On Friday, 9 August 2013 at 03:30:16 UTC, SteveGuo wrote:
I suggest that change keyword *for_each* to *for* since *for*
is clear enough and
less letters, like C++11 does.
Decent suggestion, but I don't think Walter, Andrei or any of the
committers want to break everyone's code just to shorten some
syntax.
As a proposal, however, it's not bad, and like you say it exists
in other languages:
// Go
for key, val := range x {} // where x is an array, slice or
map
// Java
for (int x in y) {}
// C++11
for (int &x : y) {}
// Python (or use iter(), range(), xrange(), etc)
for x in y: pass
Which are similar to D's foreach:
foreach (key, value; x) {} // where x is a suitable range
I agree that the following would be unambiguous (whichever syntax
we decide is better):
for (key, value; x) {}
for (key, value : x) {}
But it doesn't offer enough benefit to make a breaking change or
introduce redundant syntax.

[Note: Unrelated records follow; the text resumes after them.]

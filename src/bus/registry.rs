//! # Registration Table
//!
//! Shared state behind every [`EventBus`](super::EventBus): registrations
//! indexed both by [`Key`] and by Rust type. The key index is authoritative;
//! the type index is a lookup shortcut for the publish path.

use std::any::{type_name, TypeId};
use std::fmt;
use std::sync::Arc;

use dashmap::DashMap;
use tracing::{debug, warn};

use super::registration::{downcast, ErasedRegistration, EventRegistration};
use crate::error::{EventBusError, Result};
use crate::events::{key_for, Event};
use crate::key::Key;

#[derive(Default)]
pub struct RegistrationTable {
    by_key: DashMap<Key, Arc<dyn ErasedRegistration>>,
    by_type: DashMap<TypeId, Arc<dyn ErasedRegistration>>,
}

impl RegistrationTable {
    pub fn new() -> Self {
        Self::default()
    }

    /// Registration for `E`, created on first use
    ///
    /// Creation is atomic per key: concurrent callers all receive the same
    /// registration. A key that is already registered for a different type
    /// yields [`EventBusError::KeyConflict`].
    pub fn get_or_create<E: Event>(&self) -> Result<Arc<EventRegistration<E>>> {
        if let Some(existing) = self.get::<E>() {
            return Ok(existing);
        }

        let key = key_for::<E>()?;
        let erased = Arc::clone(
            self.by_key
                .entry(key.clone())
                .or_insert_with(|| {
                    debug!(key = %key, event_type = type_name::<E>(), "Created event registration");
                    Arc::new(EventRegistration::<E>::new(key.clone())) as Arc<dyn ErasedRegistration>
                })
                .value(),
        );

        if erased.event_type_id() != TypeId::of::<E>() {
            warn!(
                key = %key,
                registered = erased.event_type(),
                requested = type_name::<E>(),
                "Event key is already registered for another type"
            );
            return Err(Self::conflict::<E>(&key, erased.event_type()));
        }

        self.by_type
            .entry(TypeId::of::<E>())
            .or_insert_with(|| Arc::clone(&erased));

        let registered = erased.event_type();
        downcast::<E>(erased).ok_or_else(|| Self::conflict::<E>(&key, registered))
    }

    /// Registration for `E`, if one exists
    pub fn get<E: Event>(&self) -> Option<Arc<EventRegistration<E>>> {
        let erased = self
            .by_type
            .get(&TypeId::of::<E>())
            .map(|entry| Arc::clone(entry.value()))?;
        downcast::<E>(erased)
    }

    /// Registration under `key`, if it exists and belongs to `E`
    pub fn get_by_key<E: Event>(&self, key: &Key) -> Option<Arc<EventRegistration<E>>> {
        self.get_erased(key).and_then(downcast::<E>)
    }

    pub fn get_erased(&self, key: &Key) -> Option<Arc<dyn ErasedRegistration>> {
        self.by_key.get(key).map(|entry| Arc::clone(entry.value()))
    }

    /// All registered keys, sorted
    pub fn keys(&self) -> Vec<Key> {
        let mut keys: Vec<Key> = self.by_key.iter().map(|entry| entry.key().clone()).collect();
        keys.sort();
        keys
    }

    /// All registrations, sorted by key
    pub fn registrations(&self) -> Vec<Arc<dyn ErasedRegistration>> {
        let mut registrations: Vec<_> = self
            .by_key
            .iter()
            .map(|entry| Arc::clone(entry.value()))
            .collect();
        registrations.sort_by(|a, b| a.key().cmp(b.key()));
        registrations
    }

    pub fn len(&self) -> usize {
        self.by_key.len()
    }

    pub fn is_empty(&self) -> bool {
        self.by_key.is_empty()
    }

    fn conflict<E: Event>(key: &Key, registered: &'static str) -> EventBusError {
        EventBusError::KeyConflict {
            key: key.to_string(),
            registered,
            requested: type_name::<E>(),
        }
    }
}

impl fmt::Debug for RegistrationTable {
    fn fmt(&self, f: &mut fmt::Formatter<'_>) -> fmt::Result {
        f.debug_struct("RegistrationTable")
            .field("keys", &self.keys())
            .finish()
    }
}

Saving 4 chararters isn't enough
justification.
Also, I don't particularly like for_reverse, since you can't use
a traditional for-loop syntax with for_reverse:
// would be syntax error
for_reverse (i = 0; i < 5; i++) {}
// but this works just fine
foreach_reverse(i; 0 .. 5);
And D doesn't stand alone in the 'foreach' arena:
// C#
foreach(int x in y) {}
// Perl
foreach (@arr) {
print $_;
}
// PHP
foreach($set as $value) {}
foreach ($set as $key => $value) {}
// Scala
some_items foreach println
I don't really see a compelling reason to switch. Then again,
this is only my opinion, so I can't speak for the community.